Task directions
Set down all the records below, word for word.
────────────────────
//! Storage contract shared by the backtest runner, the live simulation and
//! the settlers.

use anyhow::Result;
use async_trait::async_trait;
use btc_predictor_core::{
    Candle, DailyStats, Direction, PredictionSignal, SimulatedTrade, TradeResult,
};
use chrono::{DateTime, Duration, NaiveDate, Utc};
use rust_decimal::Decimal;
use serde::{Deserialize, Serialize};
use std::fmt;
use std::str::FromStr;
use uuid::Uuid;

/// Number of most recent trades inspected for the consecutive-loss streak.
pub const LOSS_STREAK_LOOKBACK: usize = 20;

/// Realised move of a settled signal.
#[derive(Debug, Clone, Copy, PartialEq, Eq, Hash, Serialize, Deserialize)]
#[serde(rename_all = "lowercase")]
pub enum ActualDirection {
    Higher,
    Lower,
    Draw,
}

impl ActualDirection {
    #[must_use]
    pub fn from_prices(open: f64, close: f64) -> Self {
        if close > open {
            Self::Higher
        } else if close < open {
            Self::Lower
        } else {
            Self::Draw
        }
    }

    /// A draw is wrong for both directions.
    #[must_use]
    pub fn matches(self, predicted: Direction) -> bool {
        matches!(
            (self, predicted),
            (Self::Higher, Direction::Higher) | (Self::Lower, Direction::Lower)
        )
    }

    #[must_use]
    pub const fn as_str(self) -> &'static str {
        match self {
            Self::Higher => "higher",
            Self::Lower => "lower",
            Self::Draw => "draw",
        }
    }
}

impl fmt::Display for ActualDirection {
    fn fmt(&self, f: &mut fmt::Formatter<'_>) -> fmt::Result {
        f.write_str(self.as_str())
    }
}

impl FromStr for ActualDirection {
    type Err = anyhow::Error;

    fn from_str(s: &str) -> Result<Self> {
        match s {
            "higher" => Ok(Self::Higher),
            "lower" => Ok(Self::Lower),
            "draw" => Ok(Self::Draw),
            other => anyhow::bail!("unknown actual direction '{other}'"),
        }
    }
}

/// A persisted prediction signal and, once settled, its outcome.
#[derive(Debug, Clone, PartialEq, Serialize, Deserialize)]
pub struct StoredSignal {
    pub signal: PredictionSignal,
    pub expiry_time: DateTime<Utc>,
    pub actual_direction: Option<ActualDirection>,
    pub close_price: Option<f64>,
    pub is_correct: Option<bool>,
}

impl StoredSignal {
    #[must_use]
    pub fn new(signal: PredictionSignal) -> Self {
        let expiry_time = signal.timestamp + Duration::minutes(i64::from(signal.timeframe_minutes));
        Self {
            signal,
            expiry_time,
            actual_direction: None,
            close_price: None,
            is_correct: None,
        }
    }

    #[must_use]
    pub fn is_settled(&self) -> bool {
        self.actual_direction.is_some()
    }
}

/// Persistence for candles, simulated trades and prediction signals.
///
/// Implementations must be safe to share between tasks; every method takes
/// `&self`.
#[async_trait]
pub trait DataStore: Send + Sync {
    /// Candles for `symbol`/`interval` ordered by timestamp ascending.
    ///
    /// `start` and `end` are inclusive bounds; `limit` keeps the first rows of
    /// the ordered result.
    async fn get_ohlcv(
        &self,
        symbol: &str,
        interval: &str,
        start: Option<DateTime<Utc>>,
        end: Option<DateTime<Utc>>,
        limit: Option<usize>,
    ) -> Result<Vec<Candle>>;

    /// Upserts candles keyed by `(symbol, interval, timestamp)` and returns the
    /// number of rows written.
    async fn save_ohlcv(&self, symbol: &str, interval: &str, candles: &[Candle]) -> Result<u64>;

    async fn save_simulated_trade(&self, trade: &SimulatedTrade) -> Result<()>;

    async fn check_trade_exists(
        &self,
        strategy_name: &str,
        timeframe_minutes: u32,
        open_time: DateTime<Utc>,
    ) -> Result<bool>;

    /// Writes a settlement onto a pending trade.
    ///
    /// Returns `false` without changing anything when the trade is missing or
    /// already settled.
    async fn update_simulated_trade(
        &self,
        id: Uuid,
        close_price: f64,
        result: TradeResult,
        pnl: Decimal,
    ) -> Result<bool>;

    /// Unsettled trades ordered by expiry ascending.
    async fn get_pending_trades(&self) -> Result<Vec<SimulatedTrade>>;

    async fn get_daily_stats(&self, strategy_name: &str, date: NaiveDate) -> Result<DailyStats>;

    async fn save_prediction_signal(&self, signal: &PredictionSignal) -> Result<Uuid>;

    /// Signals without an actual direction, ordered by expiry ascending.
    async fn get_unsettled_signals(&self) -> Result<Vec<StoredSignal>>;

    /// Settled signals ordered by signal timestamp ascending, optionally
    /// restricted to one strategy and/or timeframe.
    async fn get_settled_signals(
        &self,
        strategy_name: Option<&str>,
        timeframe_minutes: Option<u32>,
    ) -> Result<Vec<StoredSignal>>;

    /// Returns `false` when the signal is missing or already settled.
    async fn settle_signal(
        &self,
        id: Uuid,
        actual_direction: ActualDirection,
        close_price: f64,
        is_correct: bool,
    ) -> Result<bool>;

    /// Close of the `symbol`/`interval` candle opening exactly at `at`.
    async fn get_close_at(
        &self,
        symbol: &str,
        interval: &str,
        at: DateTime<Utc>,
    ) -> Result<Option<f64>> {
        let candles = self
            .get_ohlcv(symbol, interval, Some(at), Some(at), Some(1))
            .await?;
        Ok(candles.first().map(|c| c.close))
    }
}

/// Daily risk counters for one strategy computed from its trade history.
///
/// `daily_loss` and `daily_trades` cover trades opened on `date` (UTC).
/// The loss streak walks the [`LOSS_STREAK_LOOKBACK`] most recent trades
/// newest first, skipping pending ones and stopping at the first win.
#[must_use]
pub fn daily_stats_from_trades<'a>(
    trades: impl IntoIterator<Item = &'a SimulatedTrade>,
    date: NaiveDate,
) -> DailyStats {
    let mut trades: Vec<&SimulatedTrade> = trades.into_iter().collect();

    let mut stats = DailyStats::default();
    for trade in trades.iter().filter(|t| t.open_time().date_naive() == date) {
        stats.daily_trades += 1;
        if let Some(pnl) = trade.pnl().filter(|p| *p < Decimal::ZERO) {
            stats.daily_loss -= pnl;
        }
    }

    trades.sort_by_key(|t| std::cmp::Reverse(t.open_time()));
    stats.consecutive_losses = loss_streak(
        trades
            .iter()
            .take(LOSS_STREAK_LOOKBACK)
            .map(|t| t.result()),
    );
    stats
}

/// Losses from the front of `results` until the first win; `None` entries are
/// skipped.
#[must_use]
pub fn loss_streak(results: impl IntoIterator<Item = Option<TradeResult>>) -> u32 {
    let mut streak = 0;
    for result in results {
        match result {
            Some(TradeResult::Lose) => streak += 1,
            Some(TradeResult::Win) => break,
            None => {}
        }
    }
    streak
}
────────────────────
Written answer
//! Storage contract shared by the backtest runner, the live simulation and
//! the settlers.

use anyhow::Result;
use async_trait::async_trait;
use btc_predictor_core::{
    Candle, DailyStats, Direction, PredictionSignal, SimulatedTrade, TradeResult,
};
use chrono::{DateTime, Duration, NaiveDate, Utc};
use rust_decimal::Decimal;
use serde::{Deserialize, Serialize};
use std::fmt;
use std::str::FromStr;
use uuid::Uuid;

/// Number of most recent trades inspected for the consecutive-loss streak.
pub const LOSS_STREAK_LOOKBACK: usize = 20;

/// Realised move of a settled signal.
#[derive(Debug, Clone, Copy, PartialEq, Eq, Hash, Serialize, Deserialize)]
#[serde(rename_all = "lowercase")]
pub enum ActualDirection {
    Higher,
    Lower,
    Draw,
}

impl ActualDirection {
    #[must_use]
    pub fn from_prices(open: f64, close: f64) -> Self {
        if close > open {
            Self::Higher
        } else if close < open {
            Self::Lower
        } else {
            Self::Draw
        }
    }

    /// A draw is wrong for both directions.
    #[must_use]
    pub fn matches(self, predicted: Direction) -> bool {
        matches!(
            (self, predicted),
            (Self::Higher, Direction::Higher) | (Self::Lower, Direction::Lower)
        )
    }

    #[must_use]
    pub const fn as_str(self) -> &'static str {
        match self {
            Self::Higher => "higher",
            Self::Lower => "lower",
            Self::Draw => "draw",
        }
    }
}

impl fmt::Display for ActualDirection {
    fn fmt(&self, f: &mut fmt::Formatter<'_>) -> fmt::Result {
        f.write_str(self.as_str())
    }
}

impl FromStr for ActualDirection {
    type Err = anyhow::Error;

    fn from_str(s: &str) -> Result<Self> {
        match s {
            "higher" => Ok(Self::Higher),
            "lower" => Ok(Self::Lower),
            "draw" => Ok(Self::Draw),
            other => anyhow::bail!("unknown actual direction '{other}'"),
        }
    }
}

/// A persisted prediction signal and, once settled, its outcome.
#[derive(Debug, Clone, PartialEq, Serialize, Deserialize)]
pub struct StoredSignal {
    pub signal: PredictionSignal,
    pub expiry_time: DateTime<Utc>,
    pub actual_direction: Option<ActualDirection>,
    pub close_price: Option<f64>,
    pub is_correct: Option<bool>,
}

impl StoredSignal {
    #[must_use]
    pub fn new(signal: PredictionSignal) -> Self {
        let expiry_time = signal.timestamp + Duration::minutes(i64::from(signal.timeframe_minutes));
        Self {
            signal,
            expiry_time,
            actual_direction: None,
            close_price: None,
            is_correct: None,
        }
    }

    #[must_use]
    pub fn is_settled(&self) -> bool {
        self.actual_direction.is_some()
    }
}

/// Persistence for candles, simulated trades and prediction signals.
///
/// Implementations must be safe to share between tasks; every method takes
/// `&self`.
#[async_trait]
pub trait DataStore: Send + Sync {
    /// Candles for `symbol`/`interval` ordered by timestamp ascending.
    ///
    /// `start` and `end` are inclusive bounds; `limit` keeps the first rows of
    /// the ordered result.
    async fn get_ohlcv(
        &self,
        symbol: &str,
        interval: &str,
        start: Option<DateTime<Utc>>,
        end: Option<DateTime<Utc>>,
        limit: Option<usize>,
    ) -> Result<Vec<Candle>>;

    /// Upserts candles keyed by `(symbol, interval, timestamp)` and returns the
    /// number of rows written.
    async fn save_ohlcv(&self, symbol: &str, interval: &str, candles: &[Candle]) -> Result<u64>;

    async fn save_simulated_trade(&self, trade: &SimulatedTrade) -> Result<()>;

    async fn check_trade_exists(
        &self,
        strategy_name: &str,
        timeframe_minutes: u32,
        open_time: DateTime<Utc>,
    ) -> Result<bool>;

    /// Writes a settlement onto a pending trade.
    ///
    /// Returns `false` without changing anything when the trade is missing or
    /// already settled.
    async fn update_simulated_trade(
        &self,
        id: Uuid,
        close_price: f64,
        result: TradeResult,
        pnl: Decimal,
    ) -> Result<bool>;

    /// Unsettled trades ordered by expiry ascending.
    async fn get_pending_trades(&self) -> Result<Vec<SimulatedTrade>>;

    async fn get_daily_stats(&self, strategy_name: &str, date: NaiveDate) -> Result<DailyStats>;

    async fn save_prediction_signal(&self, signal: &PredictionSignal) -> Result<Uuid>;

    /// Signals without an actual direction, ordered by expiry ascending.
    async fn get_unsettled_signals(&self) -> Result<Vec<StoredSignal>>;

    /// Settled signals ordered by signal timestamp ascending, optionally
    /// restricted to one strategy and/or timeframe.
    async fn get_settled_signals(
        &self,
        strategy_name: Option<&str>,
        timeframe_minutes: Option<u32>,
    ) -> Result<Vec<StoredSignal>>;

    /// Returns `false` when the signal is missing or already settled.
    async fn settle_signal(
        &self,
        id: Uuid,
        actual_direction: ActualDirection,
        close_price: f64,
        is_correct: bool,
    ) -> Result<bool>;

    /// Close of the `symbol`/`interval` candle opening exactly at `at`.
    async fn get_close_at(
        &self,
        symbol: &str,
        interval: &str,
        at: DateTime<Utc>,
    ) -> Result<Option<f64>> {
        let candles = self
            .get_ohlcv(symbol, interval, Some(at), Some(at), Some(1))
            .await?;
        Ok(candles.first().map(|c| c.close))
    }
}

/// Daily risk counters for one strategy computed from its trade history.
///
/// `daily_loss` and `daily_trades` cover trades opened on `date` (UTC).
/// The loss streak walks the [`LOSS_STREAK_LOOKBACK`] most recent trades
/// newest first, skipping pending ones and stopping at the first win.
#[must_use]
pub fn daily_stats_from_trades<'a>(
    trades: impl IntoIterator<Item = &'a SimulatedTrade>,
    date: NaiveDate,
) -> DailyStats {
    let mut trades: Vec<&SimulatedTrade> = trades.into_iter().collect();

    let mut stats = DailyStats::default();
    for trade in trades.iter().filter(|t| t.open_time().date_naive() == date) {
        stats.daily_trades += 1;
        if let Some(pnl) = trade.pnl().filter(|p| *p < Decimal::ZERO) {
            stats.daily_loss -= pnl;
        }
    }

    trades.sort_by_key(|t| std::cmp::Reverse(t.open_time()));
    stats.consecutive_losses = loss_streak(
        trades
            .iter()
            .take(LOSS_STREAK_LOOKBACK)
            .map(|t| t.result()),
    );
    stats
}

/// Losses from the front of `results` until the first win; `None` entries are
/// skipped.
#[must_use]
pub fn loss_streak(results: impl IntoIterator<Item = Option<TradeResult>>) -> u32 {
    let mut streak = 0;
    for result in results {
        match result {
            Some(TradeResult::Lose) => streak += 1,
            Some(TradeResult::Win) => break,
            None => {}
        }
    }
    streak
}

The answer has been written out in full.